Each record is to be transcribed in full and exactly.

(RECORDS TO USE begins)

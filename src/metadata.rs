//! Type metadata - explicit descriptors that stand in for struct tags
//!
//! A `TypeMetadata` is built once per type (usually at start-up) and
//! consumed by the codec chain resolution in `service` and the DDL
//! generator in `storage::schema`. Descriptors are plain serde types so
//! they can also be loaded from TOML.

use std::any::TypeId;
use std::collections::HashMap;
use std::sync::Arc;
use parking_lot::RwLock;
use serde::{Deserialize, Serialize};

/// Column name that excludes a field from storage
pub const SKIP_COLUMN: &str = "-";

/// Declarative description of one stored type.
#[derive(Debug, Clone, Default, PartialEq, Serialize, Deserialize)]
pub struct TypeMetadata {
    /// Type name, e.g. `User`. Tables are named after it.
    pub name: String,
    /// Ordered codec chain; empty means the service default
    #[serde(default)]
    pub codecs: Vec<String>,
    #[serde(default)]
    pub fields: Vec<FieldMetadata>,
}

impl TypeMetadata {
    pub fn new(name: impl Into<String>) -> Self {
        Self {
            name: name.into(),
            ..Default::default()
        }
    }

    /// Set the codec chain
    pub fn with_codecs<I, S>(mut self, codecs: I) -> Self
    where
        I: IntoIterator<Item = S>,
        S: Into<String>,
    {
        self.codecs = codecs.into_iter().map(Into::into).collect();
        self
    }

    /// Append a field
    pub fn field(mut self, field: FieldMetadata) -> Self {
        self.fields.push(field);
        self
    }

    /// Fields that map to a storage column
    pub fn stored_fields(&self) -> impl Iterator<Item = &FieldMetadata> {
        self.fields.iter().filter(|f| f.column_name() != SKIP_COLUMN)
    }
}

/// Declarative description of one field.
#[derive(Debug, Clone, PartialEq, Serialize, Deserialize)]
pub struct FieldMetadata {
    /// Field name in the type
    pub name: String,
    /// Storage tag; defaults to the lowercased field name
    #[serde(default)]
    pub column: Option<String>,
    /// Value kind of the field
    pub kind: FieldKind,
    /// Explicit SQL type; wins over every other rule
    #[serde(default)]
    pub sql_type: Option<String>,
    /// Comma-separated validation hints (`uuid`, `email`, `latitude`, ...)
    #[serde(default)]
    pub validate: Option<String>,
    /// Comma-separated constraint tokens (`pk`, `unique`, `not_null`, `fk`)
    #[serde(default)]
    pub constraints: Option<String>,
    /// Foreign-key target type name
    #[serde(default)]
    pub references: Option<String>,
}

impl FieldMetadata {
    pub fn new(name: impl Into<String>, kind: FieldKind) -> Self {
        Self {
            name: name.into(),
            column: None,
            kind,
            sql_type: None,
            validate: None,
            constraints: None,
            references: None,
        }
    }

    pub fn column(mut self, column: impl Into<String>) -> Self {
        self.column = Some(column.into());
        self
    }

    pub fn sql_type(mut self, sql_type: impl Into<String>) -> Self {
        self.sql_type = Some(sql_type.into());
        self
    }

    pub fn validate(mut self, hints: impl Into<String>) -> Self {
        self.validate = Some(hints.into());
        self
    }

    pub fn constraints(mut self, tokens: impl Into<String>) -> Self {
        self.constraints = Some(tokens.into());
        self
    }

    pub fn references(mut self, target: impl Into<String>) -> Self {
        self.references = Some(target.into());
        self
    }

    /// Storage column name
    pub fn column_name(&self) -> String {
        match &self.column {
            Some(c) if !c.is_empty() => c.clone(),
            _ => self.name.to_lowercase(),
        }
    }

    /// Parsed validation hints, lowercased
    pub fn hints(&self) -> Vec<String> {
        split_tokens(self.validate.as_deref())
    }

    /// Parsed constraint tokens, lowercased
    pub fn constraint_tokens(&self) -> Vec<String> {
        split_tokens(self.constraints.as_deref())
    }

    pub fn has_constraint(&self, token: &str) -> bool {
        self.constraint_tokens().iter().any(|t| t == token)
    }
}

fn split_tokens(raw: Option<&str>) -> Vec<String> {
    raw.unwrap_or_default()
        .split(',')
        .map(|t| t.trim().to_lowercase())
        .filter(|t| !t.is_empty())
        .collect()
}

/// Value kind of a field, the stand-in for the field's language type.
#[derive(Debug, Clone, PartialEq, Eq, Serialize, Deserialize)]
#[serde(rename_all = "snake_case")]
pub enum FieldKind {
    String,
    Bool,
    I8,
    I16,
    I32,
    I64,
    Isize,
    U8,
    U16,
    U32,
    U64,
    Usize,
    F32,
    F64,
    Timestamp,
    Bytes,
    /// Sequence of another kind
    Slice(Box<FieldKind>),
    /// Nested struct, by type name
    Struct(String),
    Map,
    Other,
}

impl FieldKind {
    /// Whether this kind has a direct column mapping
    pub fn is_primitive(&self) -> bool {
        !matches!(
            self,
            FieldKind::Slice(_) | FieldKind::Struct(_) | FieldKind::Map | FieldKind::Other
        )
    }
}

/// Rust type -> metadata lookup, keyed by `TypeId`.
#[derive(Debug, Default)]
pub struct TypeRegistry {
    types: RwLock<HashMap<TypeId, Arc<TypeMetadata>>>,
}

impl TypeRegistry {
    pub fn new() -> Self {
        Self::default()
    }

    /// Attach metadata to `T`, replacing any previous descriptor
    pub fn describe<T: 'static>(&self, metadata: TypeMetadata) {
        tracing::debug!("Describing type {} as {}", std::any::type_name::<T>(), metadata.name);
        self.types.write().insert(TypeId::of::<T>(), Arc::new(metadata));
    }

    /// Metadata for `T`, if described
    pub fn get<T: 'static>(&self) -> Option<Arc<TypeMetadata>> {
        self.types.read().get(&TypeId::of::<T>()).cloned()
    }
}

#[cfg(test)]
mod tests {
    use super::*;

    #[test]
    fn test_column_defaults_to_lowercase_name() {
        let field = FieldMetadata::new("OrgID", FieldKind::I64);
        assert_eq!(field.column_name(), "orgid");

        let field = field.column("org_id");
        assert_eq!(field.column_name(), "org_id");
    }

    #[test]
    fn test_tokens_parsed() {
        let field = FieldMetadata::new("id", FieldKind::String)
            .constraints("pk, UNIQUE,,not_null")
            .validate("required,uuid");
        assert_eq!(field.constraint_tokens(), vec!["pk", "unique", "not_null"]);
        assert!(field.has_constraint("unique"));
        assert!(!field.has_constraint("fk"));
        assert_eq!(field.hints(), vec!["required", "uuid"]);
    }

    #[test]
    fn test_skip_column() {
        let meta = TypeMetadata::new("User")
            .field(FieldMetadata::new("id", FieldKind::I64))
            .field(FieldMetadata::new("cache", FieldKind::Map).column("-"));
        let stored: Vec<_> = meta.stored_fields().map(|f| f.name.as_str()).collect();
        assert_eq!(stored, vec!["id"]);
    }

    #[test]
    fn test_type_registry() {
        struct User;
        struct Order;

        let registry = TypeRegistry::new();
        registry.describe::<User>(TypeMetadata::new("User").with_codecs(["toml", "json"]));

        let meta = registry.get::<User>().unwrap();
        assert_eq!(meta.codecs, vec!["toml", "json"]);
        assert!(registry.get::<Order>().is_none());
    }

    #[test]
    fn test_metadata_from_toml() {
        let src = r#"
            name = "Post"
            codecs = ["json"]

            [[fields]]
            name = "id"
            kind = "string"
            validate = "uuid"
            constraints = "pk"

            [[fields]]
            name = "tags"
            kind = { slice = "string" }

            [[fields]]
            name = "author"
            kind = { struct = "User" }
            constraints = "fk"
        "#;
        let meta: TypeMetadata = toml::from_str(src).unwrap();
        assert_eq!(meta.name, "Post");
        assert_eq!(meta.fields.len(), 3);
        assert_eq!(meta.fields[1].kind, FieldKind::Slice(Box::new(FieldKind::String)));
        assert_eq!(meta.fields[2].kind, FieldKind::Struct("User".to_string()));
    }
}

(RECORDS TO USE ends)

### EXPECTED ANSWER
filename src/metadata.rs
//! Type metadata - explicit descriptors that stand in for struct tags
//!
//! A `TypeMetadata` is built once per type (usually at start-up) and
//! consumed by the codec chain resolution in `service` and the DDL
//! generator in `storage::schema`. Descriptors are plain serde types so
//! they can also be loaded from TOML.

use std::any::TypeId;
use std::collections::HashMap;
use std::sync::Arc;
use parking_lot::RwLock;
use serde::{Deserialize, Serialize};

/// Column name that excludes a field from storage
pub const SKIP_COLUMN: &str = "-";

/// Declarative description of one stored type.
#[derive(Debug, Clone, Default, PartialEq, Serialize, Deserialize)]
pub struct TypeMetadata {
    /// Type name, e.g. `User`. Tables are named after it.
    pub name: String,
    /// Ordered codec chain; empty means the service default
    #[serde(default)]
    pub codecs: Vec<String>,
    #[serde(default)]
    pub fields: Vec<FieldMetadata>,
}

impl TypeMetadata {
    pub fn new(name: impl Into<String>) -> Self {
        Self {
            name: name.into(),
            ..Default::default()
        }
    }

    /// Set the codec chain
    pub fn with_codecs<I, S>(mut self, codecs: I) -> Self
    where
        I: IntoIterator<Item = S>,
        S: Into<String>,
    {
        self.codecs = codecs.into_iter().map(Into::into).collect();
        self
    }

    /// Append a field
    pub fn field(mut self, field: FieldMetadata) -> Self {
        self.fields.push(field);
        self
    }

    /// Fields that map to a storage column
    pub fn stored_fields(&self) -> impl Iterator<Item = &FieldMetadata> {
        self.fields.iter().filter(|f| f.column_name() != SKIP_COLUMN)
    }
}

/// Declarative description of one field.
#[derive(Debug, Clone, PartialEq, Serialize, Deserialize)]
pub struct FieldMetadata {
    /// Field name in the type
    pub name: String,
    /// Storage tag; defaults to the lowercased field name
    #[serde(default)]
    pub column: Option<String>,
    /// Value kind of the field
    pub kind: FieldKind,
    /// Explicit SQL type; wins over every other rule
    #[serde(default)]
    pub sql_type: Option<String>,
    /// Comma-separated validation hints (`uuid`, `email`, `latitude`, ...)
    #[serde(default)]
    pub validate: Option<String>,
    /// Comma-separated constraint tokens (`pk`, `unique`, `not_null`, `fk`)
    #[serde(default)]
    pub constraints: Option<String>,
    /// Foreign-key target type name
    #[serde(default)]
    pub references: Option<String>,
}

impl FieldMetadata {
    pub fn new(name: impl Into<String>, kind: FieldKind) -> Self {
        Self {
            name: name.into(),
            column: None,
            kind,
            sql_type: None,
            validate: None,
            constraints: None,
            references: None,
        }
    }

    pub fn column(mut self, column: impl Into<String>) -> Self {
        self.column = Some(column.into());
        self
    }

    pub fn sql_type(mut self, sql_type: impl Into<String>) -> Self {
        self.sql_type = Some(sql_type.into());
        self
    }

    pub fn validate(mut self, hints: impl Into<String>) -> Self {
        self.validate = Some(hints.into());
        self
    }

    pub fn constraints(mut self, tokens: impl Into<String>) -> Self {
        self.constraints = Some(tokens.into());
        self
    }

    pub fn references(mut self, target: impl Into<String>) -> Self {
        self.references = Some(target.into());
        self
    }

    /// Storage column name
    pub fn column_name(&self) -> String {
        match &self.column {
            Some(c) if !c.is_empty() => c.clone(),
            _ => self.name.to_lowercase(),
        }
    }

    /// Parsed validation hints, lowercased
    pub fn hints(&self) -> Vec<String> {
        split_tokens(self.validate.as_deref())
    }

    /// Parsed constraint tokens, lowercased
    pub fn constraint_tokens(&self) -> Vec<String> {
        split_tokens(self.constraints.as_deref())
    }

    pub fn has_constraint(&self, token: &str) -> bool {
        self.constraint_tokens().iter().any(|t| t == token)
    }
}

fn split_tokens(raw: Option<&str>) -> Vec<String> {
    raw.unwrap_or_default()
        .split(',')
        .map(|t| t.trim().to_lowercase())
        .filter(|t| !t.is_empty())
        .collect()
}

/// Value kind of a field, the stand-in for the field's language type.
#[derive(Debug, Clone, PartialEq, Eq, Serialize, Deserialize)]
#[serde(rename_all = "snake_case")]
pub enum FieldKind {
    String,
    Bool,
    I8,
    I16,
    I32,
    I64,
    Isize,
    U8,
    U16,
    U32,
    U64,
    Usize,
    F32,
    F64,
    Timestamp,
    Bytes,
    /// Sequence of another kind
    Slice(Box<FieldKind>),
    /// Nested struct, by type name
    Struct(String),
    Map,
    Other,
}

impl FieldKind {
    /// Whether this kind has a direct column mapping
    pub fn is_primitive(&self) -> bool {
        !matches!(
            self,
            FieldKind::Slice(_) | FieldKind::Struct(_) | FieldKind::Map | FieldKind::Other
        )
    }
}

/// Rust type -> metadata lookup, keyed by `TypeId`.
#[derive(Debug, Default)]
pub struct TypeRegistry {
    types: RwLock<HashMap<TypeId, Arc<TypeMetadata>>>,
}

impl TypeRegistry {
    pub fn new() -> Self {
        Self::default()
    }

    /// Attach metadata to `T`, replacing any previous descriptor
    pub fn describe<T: 'static>(&self, metadata: TypeMetadata) {
        tracing::debug!("Describing type {} as {}", std::any::type_name::<T>(), metadata.name);
        self.types.write().insert(TypeId::of::<T>(), Arc::new(metadata));
    }

    /// Metadata for `T`, if described
    pub fn get<T: 'static>(&self) -> Option<Arc<TypeMetadata>> {
        self.types.read().get(&TypeId::of::<T>()).cloned()
    }
}

#[cfg(test)]
mod tests {
    use super::*;

    #[test]
    fn test_column_defaults_to_lowercase_name() {
        let field = FieldMetadata::new("OrgID", FieldKind::I64);
        assert_eq!(field.column_name(), "orgid");

        let field = field.column("org_id");
        assert_eq!(field.column_name(), "org_id");
    }

    #[test]
    fn test_tokens_parsed() {
        let field = FieldMetadata::new("id", FieldKind::String)
            .constraints("pk, UNIQUE,,not_null")
            .validate("required,uuid");
        assert_eq!(field.constraint_tokens(), vec!["pk", "unique", "not_null"]);
        assert!(field.has_constraint("unique"));
        assert!(!field.has_constraint("fk"));
        assert_eq!(field.hints(), vec!["required", "uuid"]);
    }

    #[test]
    fn test_skip_column() {
        let meta = TypeMetadata::new("User")
            .field(FieldMetadata::new("id", FieldKind::I64))
            .field(FieldMetadata::new("cache", FieldKind::Map).column("-"));
        let stored: Vec<_> = meta.stored_fields().map(|f| f.name.as_str()).collect();
        assert_eq!(stored, vec!["id"]);
    }

    #[test]
    fn test_type_registry() {
        struct User;
        struct Order;

        let registry = TypeRegistry::new();
        registry.describe::<User>(TypeMetadata::new("User").with_codecs(["toml", "json"]));

        let meta = registry.get::<User>().unwrap();
        assert_eq!(meta.codecs, vec!["toml", "json"]);
        assert!(registry.get::<Order>().is_none());
    }

    #[test]
    fn test_metadata_from_toml() {
        let src = r#"
            name = "Post"
            codecs = ["json"]

            [[fields]]
            name = "id"
            kind = "string"
            validate = "uuid"
            constraints = "pk"

            [[fields]]
            name = "tags"
            kind = { slice = "string" }

            [[fields]]
            name = "author"
            kind = { struct = "User" }
            constraints = "fk"
        "#;
        let meta: TypeMetadata = toml::from_str(src).unwrap();
        assert_eq!(meta.name, "Post");
        assert_eq!(meta.fields.len(), 3);
        assert_eq!(meta.fields[1].kind, FieldKind::Slice(Box::new(FieldKind::String)));
        assert_eq!(meta.fields[2].kind, FieldKind::Struct("User".to_string()));
    }
}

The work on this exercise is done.